In Korea many people do not pay rent every month. No, this doesn’t mean that it’s a nation of freeloading squatters, but rather tenants deposit a sum of money equivalent to 50-70% of the property’s value into the landlord’s account for the term of the lease. When the tenants move out, that money is returned. Effectively, this gives the landlord interest-free liquidity to expand their holdings while the tenant lives rent-free. 

The problem, however, is that property value in urban Korea, particularly Seoul, is soaring. This means that for many, the amount of money required to get into the rental market via the Jeonse system is out of reach. Banks have stepped in as lenders to tenants, and given historically low interest rates this has made it affordable to access a higher and higher amount for the Jeonse payment. 

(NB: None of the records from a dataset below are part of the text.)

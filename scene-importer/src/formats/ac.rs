//! AC3D reader
//!
//! The format is line based. After the `AC3D<version>` magic come `MATERIAL`
//! lines and a tree of `OBJECT` blocks, each ending with a `kids n` line that
//! announces `n` child objects.

use crate::{
    builder::SceneBuilder,
    error::{Error, Result},
    formats::{FormatReader, ImportContext, MAX_DEPTH, has_extension},
    importer::{PropertyStore, import_properties},
    importer_desc::{ImporterDesc, ImporterFlags},
    light::{Light, LightType},
    material::{Material, ShadingMode, TextureType, UvTransform, material_keys},
    mesh::{Face, Mesh},
    metadata::{Metadata, MetadataEntry, common_metadata},
    node::NodeId,
    scanner::{Scanner, check_magic},
    scene::Scene,
    subdivision::{can_subdivide, catmull_clark},
    types::{Color3D, Matrix3x3, Matrix4x4, Vector2D, Vector3D, matrix3_from_rows},
};

static DESC: ImporterDesc = ImporterDesc {
    name: "AC3D Importer",
    author: "",
    maintainer: "",
    comments: "",
    flags: ImporterFlags::SUPPORT_TEXT_FLAVOUR,
    min_major: 0,
    max_major: 0,
    min_minor: 0,
    max_minor: 0,
    file_extensions: &["ac", "acc", "ac3d"],
};

const FORMAT: &str = "AC3D";
const MAGIC: &[u8] = b"AC3D";
const WORLD_NAME: &str = "<AC3DWorld>";

const SURFACE_TYPE_MASK: u32 = 0xf;
const DOUBLE_SIDED: u32 = 0x20;

#[derive(Debug, Clone, PartialEq)]
struct AcMaterial {
    name: String,
    rgb: Color3D,
    ambient: Color3D,
    emissive: Color3D,
    specular: Color3D,
    shininess: f32,
    transparency: f32,
}

impl Default for AcMaterial {
    fn default() -> Self {
        Self {
            name: String::new(),
            rgb: Color3D::splat(0.6),
            ambient: Color3D::ZERO,
            emissive: Color3D::ZERO,
            specular: Color3D::ONE,
            shininess: 0.0,
            transparency: 0.0,
        }
    }
}

#[derive(Debug, Clone, Copy, PartialEq, Eq, Default)]
enum ObjectKind {
    #[default]
    World,
    Group,
    Poly,
    Light,
}

#[derive(Debug, Clone, Copy, PartialEq, Eq)]
enum SurfaceType {
    Polygon,
    ClosedLine,
    OpenLine,
    TriangleStrip,
}

#[derive(Debug, Clone, Copy, PartialEq)]
struct SurfaceRef {
    vertex: u32,
    uv: Vector2D,
}

#[derive(Debug, Clone, Default, PartialEq)]
struct Surface {
    flags: u32,
    material: u32,
    refs: Vec<SurfaceRef>,
}

impl Surface {
    fn surface_type(&self) -> Option<SurfaceType> {
        match self.flags & SURFACE_TYPE_MASK {
            0 => Some(SurfaceType::Polygon),
            1 => Some(SurfaceType::ClosedLine),
            2 => Some(SurfaceType::OpenLine),
            4 => Some(SurfaceType::TriangleStrip),
            _ => None,
        }
    }

    fn is_double_sided(&self) -> bool {
        self.flags & DOUBLE_SIDED != 0
    }
}

#[derive(Debug, Clone, PartialEq)]
struct AcObject {
    kind: ObjectKind,
    name: Option<String>,
    textures: Vec<String>,
    tex_repeat: Vector2D,
    tex_offset: Vector2D,
    rotation: Matrix3x3,
    translation: Vector3D,
    subdiv: u32,
    crease: Option<f32>,
    vertices: Vec<Vector3D>,
    surfaces: Vec<Surface>,
    num_refs: usize,
    children: Vec<AcObject>,
}

impl AcObject {
    fn new(kind: ObjectKind) -> Self {
        Self {
            kind,
            name: None,
            textures: Vec::new(),
            tex_repeat: Vector2D::ONE,
            tex_offset: Vector2D::ZERO,
            rotation: Matrix3x3::IDENTITY,
            translation: Vector3D::ZERO,
            subdiv: 0,
            crease: None,
            vertices: Vec::new(),
            surfaces: Vec::new(),
            num_refs: 0,
            children: Vec::new(),
        }
    }
}

/// An object whose children are still being read
struct OpenObject {
    object: AcObject,
    remaining_kids: u32,
    /// The `kids` line was found
    complete: bool,
}

#[derive(Debug, Default)]
struct AcFile {
    materials: Vec<AcMaterial>,
    objects: Vec<AcObject>,
    num_objects: usize,
}

struct AcParser<'s, 'c, 'a> {
    scanner: Scanner<'s>,
    ctx: &'c mut ImportContext<'a>,
    file: AcFile,
}

fn is_numeric_start(byte: Option<u8>) -> bool {
    matches!(byte, Some(b'0'..=b'9' | b'-' | b'+' | b'.'))
}

impl AcParser<'_, '_, '_> {
    fn warn(&mut self, message: &str) {
        let line = self.scanner.line_number();
        self.ctx.warn(format!("line {line}: {message}"));
    }

    fn error(&mut self, message: &str) {
        let line = self.scanner.line_number();
        self.ctx.error(format!("line {line}: {message}"));
    }

    fn parse_file(&mut self) -> Result<()> {
        // magic line
        self.scanner.skip_line();
        while self.scanner.skip_spaces_and_line_ends() {
            if self.scanner.token_match("MATERIAL") {
                let material = self.parse_material();
                self.file.materials.push(material);
                self.scanner.skip_line();
            } else if self.scanner.peek_token("OBJECT") {
                let object = self.parse_object_tree()?;
                self.file.objects.push(object);
            } else {
                self.scanner.skip_line();
            }
        }
        Ok(())
    }

    /// `N` floats, optionally preceded by the word `label`.
    ///
    /// A missing label is reported and leaves the values at zero.
    fn floats<const N: usize>(&mut self, label: &str) -> [f32; N] {
        let mut values = [0.0; N];
        self.scanner.skip_spaces();
        if !label.is_empty() && !self.scanner.token_match(label) {
            self.error(&format!("unexpected token, {label} was expected"));
            return values;
        }
        for value in &mut values {
            match self.scanner.parse_float() {
                Some(v) => *value = v,
                None => {
                    self.error("unexpected EOF/EOL while reading numbers");
                    break;
                }
            }
        }
        values
    }

    fn string(&mut self) -> String {
        match self.scanner.quoted_string() {
            Some(s) => s.into_owned(),
            None => {
                self.error("unexpected EOF/EOL in string");
                "ERROR".to_string()
            }
        }
    }

    // MATERIAL ("name") rgb r g b amb r g b emis r g b spec r g b shi n trans t
    fn parse_material(&mut self) -> AcMaterial {
        let mut material = AcMaterial::default();
        self.scanner.skip_spaces();
        if self.scanner.peek() == Some(b'"') {
            material.name = self.string();
        }
        if let Some(values) = self.labeled_color("rgb") {
            material.rgb = values;
        }
        if let Some(values) = self.labeled_color("amb") {
            material.ambient = values;
        }
        if let Some(values) = self.labeled_color("emis") {
            material.emissive = values;
        }
        if let Some(values) = self.labeled_color("spec") {
            material.specular = values;
        }
        let [shininess] = self.floats("shi");
        let [transparency] = self.floats("trans");
        material.shininess = shininess;
        material.transparency = transparency;
        material
    }

    fn labeled_color(&mut self, label: &str) -> Option<Color3D> {
        self.scanner.skip_spaces();
        if !self.scanner.peek_token(label) {
            self.error(&format!("unexpected token, {label} was expected"));
            return None;
        }
        Some(Color3D::from_array(self.floats(label)))
    }

    /// Read an object and all of its descendants.
    ///
    /// Children are read with an explicit stack of open objects, so nesting
    /// is bounded by [`MAX_DEPTH`] and never by the call stack.
    fn parse_object_tree(&mut self) -> Result<AcObject> {
        let mut stack = vec![self.parse_object()];
        loop {
            let Some(top) = stack.last_mut() else {
                return Err(Error::parse(FORMAT, "object stack is empty"));
            };
            if top.remaining_kids == 0 || !top.complete {
                let finished = stack.pop();
                let Some(finished) = finished else {
                    return Err(Error::parse(FORMAT, "object stack is empty"));
                };
                let Some(parent) = stack.last_mut() else {
                    return Ok(finished.object);
                };
                parent.object.children.push(finished.object);
                if !finished.complete {
                    parent.remaining_kids = 0;
                    self.warn("wrong number of kids");
                }
                continue;
            }

            top.remaining_kids -= 1;
            if !self.scanner.skip_spaces_and_line_ends() || !self.scanner.peek_token("OBJECT") {
                if let Some(top) = stack.last_mut() {
                    top.remaining_kids = 0;
                }
                self.warn("wrong number of kids");
                continue;
            }
            if stack.len() >= MAX_DEPTH {
                return Err(Error::RecursionLimit {
                    format: FORMAT,
                    limit: MAX_DEPTH,
                });
            }
            let child = self.parse_object();
            stack.push(child);
        }
    }

    /// Read one `OBJECT` block up to and including its `kids` line
    fn parse_object(&mut self) -> OpenObject {
        self.scanner.token_match("OBJECT");
        let kind = match self.scanner.next_token() {
            Some(t) if t.eq_ignore_ascii_case("light") => ObjectKind::Light,
            Some(t) if t.eq_ignore_ascii_case("group") => ObjectKind::Group,
            Some(t) if t.eq_ignore_ascii_case("world") => ObjectKind::World,
            _ => ObjectKind::Poly,
        };
        self.scanner.skip_line();
        self.file.num_objects += 1;

        let mut object = AcObject::new(kind);
        loop {
            if !self.scanner.skip_spaces_and_line_ends() {
                self.error("unexpected EOF, 'kids' line was expected");
                return OpenObject {
                    object,
                    remaining_kids: 0,
                    complete: false,
                };
            }
            if self.scanner.token_match("kids") {
                let kids = self.scanner.parse_unsigned_int().unwrap_or(0);
                self.scanner.skip_line();
                return OpenObject {
                    object,
                    remaining_kids: kids,
                    complete: true,
                };
            }

            if self.scanner.token_match("name") {
                object.name = Some(self.string());
            } else if self.scanner.token_match("texture") {
                let texture = self.string();
                object.textures.push(texture);
            } else if self.scanner.token_match("texrep") {
                object.tex_repeat = Vector2D::from_array(self.floats(""));
                if object.tex_repeat.x == 0.0 || object.tex_repeat.y == 0.0 {
                    object.tex_repeat = Vector2D::ONE;
                }
            } else if self.scanner.token_match("texoff") {
                object.tex_offset = Vector2D::from_array(self.floats(""));
            } else if self.scanner.token_match("rot") {
                object.rotation = matrix3_from_rows(self.floats(""));
            } else if self.scanner.token_match("loc") {
                object.translation = Vector3D::from_array(self.floats(""));
            } else if self.scanner.token_match("subdiv") {
                object.subdiv = self.scanner.parse_unsigned_int().unwrap_or(0);
            } else if self.scanner.token_match("crease") {
                object.crease = self.scanner.parse_float();
            } else if self.scanner.token_match("numvert") {
                let count = self.scanner.parse_unsigned_int().unwrap_or(0);
                self.scanner.skip_line();
                self.parse_vertices(&mut object, count);
                continue;
            } else if self.scanner.token_match("numsurf") {
                let count = self.scanner.parse_unsigned_int().unwrap_or(0);
                self.scanner.skip_line();
                self.parse_surfaces(&mut object, count);
                continue;
            }
            self.scanner.skip_line();
        }
    }

    fn parse_vertices(&mut self, object: &mut AcObject, count: u32) {
        for _ in 0..count {
            if !self.scanner.skip_spaces_and_line_ends() {
                self.error("unexpected EOF, not all vertices have been parsed yet");
                return;
            }
            if !is_numeric_start(self.scanner.peek()) {
                self.error("unexpected token, not all vertices have been parsed yet");
                return;
            }
            let position = Vector3D::from_array(self.floats(""));
            object.vertices.push(position);
            self.scanner.skip_line();
        }
    }

    fn parse_surfaces(&mut self, object: &mut AcObject, count: u32) {
        let mut quick3d = false;
        for _ in 0..count {
            if !self.scanner.skip_spaces_and_line_ends() {
                self.error("unexpected EOF, surface is incomplete");
                return;
            }
            let mut surface = Surface::default();
            if self.scanner.token_match("SURF") {
                surface.flags = self.scanner.parse_cpp_uint().unwrap_or(0);
                self.scanner.skip_line();
            } else {
                // Quick3D writes no SURF lines; surfaces are then told apart
                // by their refs blocks
                if !quick3d {
                    self.warn("SURF token was expected");
                    log::debug!("AC3D: continuing with the Quick3D workaround enabled");
                }
                quick3d = true;
            }

            while self.scanner.skip_spaces_and_line_ends() {
                if self.scanner.token_match("mat") {
                    surface.material = self.scanner.parse_unsigned_int().unwrap_or(0);
                    self.scanner.skip_line();
                } else if self.scanner.peek_token("refs") {
                    if quick3d && !surface.refs.is_empty() {
                        break;
                    }
                    self.scanner.token_match("refs");
                    let refs = self.scanner.parse_unsigned_int().unwrap_or(0);
                    self.scanner.skip_line();
                    self.parse_refs(&mut surface, refs);
                } else {
                    break;
                }
            }
            object.num_refs += surface.refs.len();
            object.surfaces.push(surface);
        }
    }

    fn parse_refs(&mut self, surface: &mut Surface, count: u32) {
        for _ in 0..count {
            if !self.scanner.skip_spaces_and_line_ends() || !is_numeric_start(self.scanner.peek()) {
                self.error("surface references are incomplete");
                return;
            }
            let vertex = self.scanner.parse_unsigned_int().unwrap_or(0);
            let uv = Vector2D::from_array(self.floats(""));
            surface.refs.push(SurfaceRef { vertex, uv });
            self.scanner.skip_line();
        }
    }
}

But with real estate in a bubble and loan sizes growing larger and larger, the government intervened to place certain restrictions on loan eligibility, thereby tightening supply. Given that there’s an election scheduled for the spring, however, and loan restrictions would disproportionately impact young and low-income borrowers, as Bank of Korea Governor Lee Ju-yeol explained at a recent hearing, that the restrictions have been eased — for now — banks and regulators are keeping an eye on how things are going, and still tightening credit in anticipation for an upcoming interest rate hike. 

“[The Jeonse loans] have been temporarily eased last month, but there is high probability they might return next year, so we took it into account,” Oleg Smagin, Head Of Strategy at Delio, a Korea-based digital assets software company, told Blockworks in an interview. “We see a lot of demand from our users, especially amid home rental loan restrictions set by the current Korean government last year.”

Loans, not capital gains

Korean crypto traders are also facing a hefty capital gains tax as of 2022, creating a demand for avenues to avoid the tax penalty when transferring capital from crypto to fiat. 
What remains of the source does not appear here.